The "Maybe He Doesn't Want to Ruin the Friendship" Excuse

Dear Greg,

I'm so disappointed. I have this friend that I've known platonically for about ten years. He lives in a different city and recently he was in town for work, so we met for dinner. All of a sudden it felt like we were on a date. He was completely flirting with me. He even said to me, as he was checking me out, "So, what, you're working the whole 'model thing' now?" (That's flirting, right?) We both agreed that we should get together again soon. Well, Greg, I'm disappointed because it's been two weeks and he hasn't called me. Can I call him? He might be nervous about turning the friendship into romance. Can't I give him a nudge now? Isn't that what friends are for?

Jodi

Dear Friendly Girl,

Two weeks is two weeks, except when it's ten years and two weeks. That's how long ago he decided whether or not he could date a model or a girl who looks like one. Can you be a pal and give him a nudge? Nudge away, friendster — but watch how fast that nudge doesn't get a return phone call. And if your dinner/date did feel different to him, it's been two weeks and he's had time to think about it and decide he's just not that into you. Here's the truth: Guys don't mind messing up a friendship if it could lead to sex, whether it be a "(expletive) buddy" situation or a meaningful romance. Go find someone that lives in your zip code who will be rocked to the core by your deep conversation and model looks.

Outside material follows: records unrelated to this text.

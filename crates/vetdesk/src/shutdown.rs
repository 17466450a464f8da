// SPDX-FileCopyrightText: 2026 VetDesk Contributors
// SPDX-License-Identifier: MIT OR Apache-2.0

//! Signal handling for long-running subcommands.

use tokio_util::sync::CancellationToken;
use tracing::{debug, info, warn};

/// Returns a token cancelled on SIGINT (and SIGTERM on unix).
pub fn install_signal_handler() -> CancellationToken {
    let token = CancellationToken::new();
    let token_clone = token.clone();

    tokio::spawn(async move {
        let ctrl_c = tokio::signal::ctrl_c();

        #[cfg(unix)]
        {
            use tokio::signal::unix::{signal, SignalKind};
            match signal(SignalKind::terminate()) {
                Ok(mut sigterm) => {
                    tokio::select! {
                        _ = ctrl_c => {
                            info!("received SIGINT (Ctrl+C), stopping");
                        }
                        _ = sigterm.recv() => {
                            info!("received SIGTERM, stopping");
                        }
                    }
                }
                Err(e) => {
                    warn!(error = %e, "failed to install SIGTERM handler, listening for Ctrl+C only");
                    let _ = ctrl_c.await;
                    info!("received SIGINT (Ctrl+C), stopping");
                }
            }
        }

        #[cfg(not(unix))]
        {
            let _ = ctrl_c.await;
            info!("received Ctrl+C, stopping");
        }

        token_clone.cancel();
        debug!("signal handler completed");
    });

    token
}
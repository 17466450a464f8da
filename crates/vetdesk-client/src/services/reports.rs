// SPDX-FileCopyrightText: 2026 VetDesk Contributors
// SPDX-License-Identifier: MIT OR Apache-2.0

//! Management reports. Payloads are passed through as JSON for the view to chart.

use serde_json::Value;
use vetdesk_core::VetdeskError;

use crate::ApiClient;

pub async fn financial(client: &ApiClient) -> Result<Value, VetdeskError> {
    client.get("reports/financial").await
}

pub async fn medical(client: &ApiClient) -> Result<Value, VetdeskError> {
    client.get("reports/medical").await
}

pub async fn doctors(client: &ApiClient) -> Result<Value, VetdeskError> {
    client.get("reports/doctors").await
}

I hate to tell you, but that whole "I don't want to ruin the friendship" excuse is a racket. It works so well because it seems so wise. Sex could mess up a friendship. Unfortunately, in the entire history of mankind, that excuse has never ever been used by someone who actually means it. If we're really excited about someone, we can't stop ourselves — we want more. If we're friends with someone and attracted to them, we're going to want to take it further. And please, don't tell me he's just "scared." The only thing he's scared of — and I say this with a lot of love — is how not attracted to you he is.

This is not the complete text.